▸ WORK REQUIRED: Should the word "JsonSchema" occur in a line of the records, copy that line.
★ ★ ★
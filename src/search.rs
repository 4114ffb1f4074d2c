//! Substring search across page texts.
//!
//! Matches are produced page by page in ascending order and, within a page,
//! by ascending character offset.

use schemars::JsonSchema;
use serde::Serialize;

use crate::config::Config;
use crate::document::PdfDocument;
use crate::error::Result;

/// Search limits and matching mode.
#[derive(Debug, Clone, Copy, PartialEq, Eq)]
pub struct SearchOptions {
    /// Characters of context around a match (split evenly on both sides).
    pub context_chars: usize,
    /// Maximum matches in total.
    pub max_results: usize,
    /// Maximum matches on one page.
    pub max_per_page: usize,
    pub case_sensitive: bool,
}

impl Default for SearchOptions {
    fn default() -> Self {
        Self::from_config(&Config::default())
    }
}

impl SearchOptions {
    pub fn from_config(config: &Config) -> Self {
        Self {
            context_chars: config.search_context_chars,
            max_results: config.max_search_results,
            max_per_page: config.max_results_per_page,
            case_sensitive: false,
        }
    }

    pub fn case_sensitive(mut self, case_sensitive: bool) -> Self {
        self.case_sensitive = case_sensitive;
        self
    }
}

/// A single match.
#[derive(Debug, Clone, PartialEq, Eq, Serialize, JsonSchema)]
pub struct SearchMatch {
    /// Page containing the match (1-indexed).
    pub page_number: u32,
    /// Character offset of the match within the page text.
    pub offset: usize,
    /// Whitespace-normalized text around the match.
    pub context: String,
}

/// Outcome of a search.
#[derive(Debug, Clone, Default, PartialEq, Eq)]
pub struct SearchOutcome {
    pub matches: Vec<SearchMatch>,
    /// Whether scanning stopped because `max_results` was reached. Later
    /// pages were not searched.
    pub truncated: bool,
}

/// Search every page of `doc` for `query`.
///
/// Page text is extracted lazily, so pages after the total limit is reached
/// are never loaded.
pub fn search_document(
    doc: &PdfDocument,
    query: &str,
    options: &SearchOptions,
) -> Result<SearchOutcome> {
    try_search_pages(doc.all_pages_text(), query, options)
}

/// Search `(page_number, text)` pairs for `query`.
///
/// Pages are visited in the order given; callers pass them ascending. An
/// empty query yields no matches.
pub fn search_pages<I, S>(pages: I, query: &str, options: &SearchOptions) -> SearchOutcome
where
    I: IntoIterator<Item = (u32, S)>,
    S: AsRef<str>,
{
    let pages = pages.into_iter().map(|(page, text)| (page, Ok(text)));
    try_search_pages(pages, query, options).unwrap_or_default()
}

/// Like [`search_pages`], for page texts that may fail to load.
///
/// Pages are pulled one at a time; the first failing page aborts the search,
/// and nothing is pulled once `max_results` matches have been collected.
pub fn try_search_pages<I, S>(
    pages: I,
    query: &str,
    options: &SearchOptions,
) -> Result<SearchOutcome>
where
    I: IntoIterator<Item = (u32, Result<S>)>,
    S: AsRef<str>,
{
    let mut outcome = SearchOutcome::default();
    if query.is_empty() || options.max_results == 0 {
        return Ok(outcome);
    }

    let needle: Vec<char> = query.chars().map(|c| fold(c, options.case_sensitive)).collect();

    for (page_number, text) in pages {
        let text: Vec<char> = text?.as_ref().chars().collect();
        let haystack: Vec<char> = text
            .iter()
            .map(|&c| fold(c, options.case_sensitive))
            .collect();

        for offset in find_all(&haystack, &needle).take(options.max_per_page) {
            outcome.matches.push(SearchMatch {
                page_number,
                offset,
                context: snippet(&text, offset, needle.len(), options.context_chars),
            });
            if outcome.matches.len() >= options.max_results {
                outcome.truncated = true;
                return Ok(outcome);
            }
        }
    }

    Ok(outcome)
}

/// Case folding that keeps a one-to-one mapping between characters, so
/// offsets in the folded text are offsets in the original.
fn fold(c: char, case_sensitive: bool) -> char {
    if case_sensitive {
        return c;
    }
    let mut lower = c.to_lowercase();
    match (lower.next(), lower.next()) {
        (Some(l), None) => l,
        _ => c,
    }
}

/// Start offsets of every (possibly overlapping) occurrence of `needle`.
fn find_all<'a>(haystack: &'a [char], needle: &'a [char]) -> impl Iterator<Item = usize> + 'a {
    haystack
        .windows(needle.len())
        .enumerate()
        .filter(move |(_, window)| *window == needle)
        .map(|(offset, _)| offset)
}

fn snippet(text: &[char], offset: usize, len: usize, context_chars: usize) -> String {
    let half = context_chars / 2;
    let start = offset.saturating_sub(half);
    let end = (offset + len + half).min(text.len());
    let raw: String = text[start..end].iter().collect();
    raw.split_whitespace().collect::<Vec<_>>().join(" ")
}

#[cfg(test)]
mod tests {
    use super::*;
    use crate::error::NavigatorError;
    use std::cell::Cell;

    fn options() -> SearchOptions {
        SearchOptions {
            context_chars: 20,
            max_results: 10,
            max_per_page: 3,
            case_sensitive: false,
        }
    }

    #[test]
    fn test_orders_by_page_then_offset() {
        let pages = vec![
            (1, "nothing here"),
            (2, "apple pie and apple jam"),
            (3, "an apple"),
        ];
        let outcome = search_pages(pages, "apple", &options());

        let positions: Vec<(u32, usize)> = outcome
            .matches
            .iter()
            .map(|m| (m.page_number, m.offset))
            .collect();
        assert_eq!(positions, vec![(2, 0), (2, 14), (3, 3)]);
        assert!(!outcome.truncated);
    }

    #[test]
    fn test_case_insensitive_by_default() {
        let outcome = search_pages(vec![(1, "The QUERY term")], "query", &options());
        assert_eq!(outcome.matches.len(), 1);
        assert_eq!(outcome.matches[0].offset, 4);
    }

    #[test]
    fn test_case_sensitive() {
        let opts = options().case_sensitive(true);
        let outcome = search_pages(vec![(1, "The QUERY term")], "query", &opts);
        assert!(outcome.matches.is_empty());
    }

    #[test]
    fn test_absent_query_is_empty() {
        let outcome = search_pages(vec![(1, "some text")], "missing", &options());
        assert!(outcome.matches.is_empty());
    }

    #[test]
    fn test_empty_query_is_empty() {
        let outcome = search_pages(vec![(1, "some text")], "", &options());
        assert!(outcome.matches.is_empty());
    }

    #[test]
    fn test_offsets_are_characters() {
        let outcome = search_pages(vec![(1, "café crème brûlée")], "BRÛLÉE", &options());
        assert_eq!(outcome.matches[0].offset, 11);
    }

    #[test]
    fn test_context_is_normalized() {
        let opts = SearchOptions {
            context_chars: 10,
            ..options()
        };
        let outcome = search_pages(vec![(1, "alpha   beta\n\ngamma delta")], "gamma", &opts);
        assert_eq!(outcome.matches[0].context, "eta gamma delt");
    }

    #[test]
    fn test_per_page_limit() {
        let outcome = search_pages(vec![(1, "a a a a a"), (2, "a")], "a", &options());
        let pages: Vec<u32> = outcome.matches.iter().map(|m| m.page_number).collect();
        assert_eq!(pages, vec![1, 1, 1, 2]);
    }

    #[test]
    fn test_total_limit_truncates() {
        let opts = SearchOptions {
            max_results: 2,
            ..options()
        };
        let outcome = search_pages(vec![(1, "x"), (2, "x"), (3, "x")], "x", &opts);
        assert_eq!(outcome.matches.len(), 2);
        assert!(outcome.truncated);
    }

    #[test]
    fn test_overlapping_matches() {
        let outcome = search_pages(vec![(1, "aaa")], "aa", &options());
        let offsets: Vec<usize> = outcome.matches.iter().map(|m| m.offset).collect();
        assert_eq!(offsets, vec![0, 1]);
    }

    #[test]
    fn test_limit_reached_on_last_match() {
        let opts = SearchOptions {
            max_results: 2,
            ..options()
        };
        let outcome = search_pages(vec![(1, "x"), (2, "x")], "x", &opts);
        assert_eq!(outcome.matches.len(), 2);
        assert!(outcome.truncated);
    }

    #[test]
    fn test_pages_after_limit_are_not_loaded() {
        let loaded = Cell::new(0);
        let pages = (1..=100u32).map(|page| {
            loaded.set(loaded.get() + 1);
            (page, Ok::<_, NavigatorError>("x marks x"))
        });
        let opts = SearchOptions {
            max_results: 4,
            ..options()
        };

        let outcome = try_search_pages(pages, "x", &opts).unwrap();
        assert_eq!(outcome.matches.len(), 4);
        assert!(outcome.truncated);
        assert_eq!(loaded.get(), 2);
    }

    #[test]
    fn test_page_error_before_limit_propagates() {
        let pages = vec![
            (1, Ok("nothing")),
            (2, Err(NavigatorError::internal("extraction failed"))),
        ];
        assert!(try_search_pages(pages, "x", &options()).is_err());
    }

    #[test]
    fn test_page_error_after_limit_is_never_reached() {
        let pages = vec![
            (1, Ok("x")),
            (2, Err(NavigatorError::internal("extraction failed"))),
        ];
        let opts = SearchOptions {
            max_results: 1,
            ..options()
        };
        let outcome = try_search_pages(pages, "x", &opts).unwrap();
        assert_eq!(outcome.matches.len(), 1);
    }
}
★ ★ ★
▸ REPLY TO THE EXERCISE:
use schemars::JsonSchema;
#[derive(Debug, Clone, PartialEq, Eq, Serialize, JsonSchema)]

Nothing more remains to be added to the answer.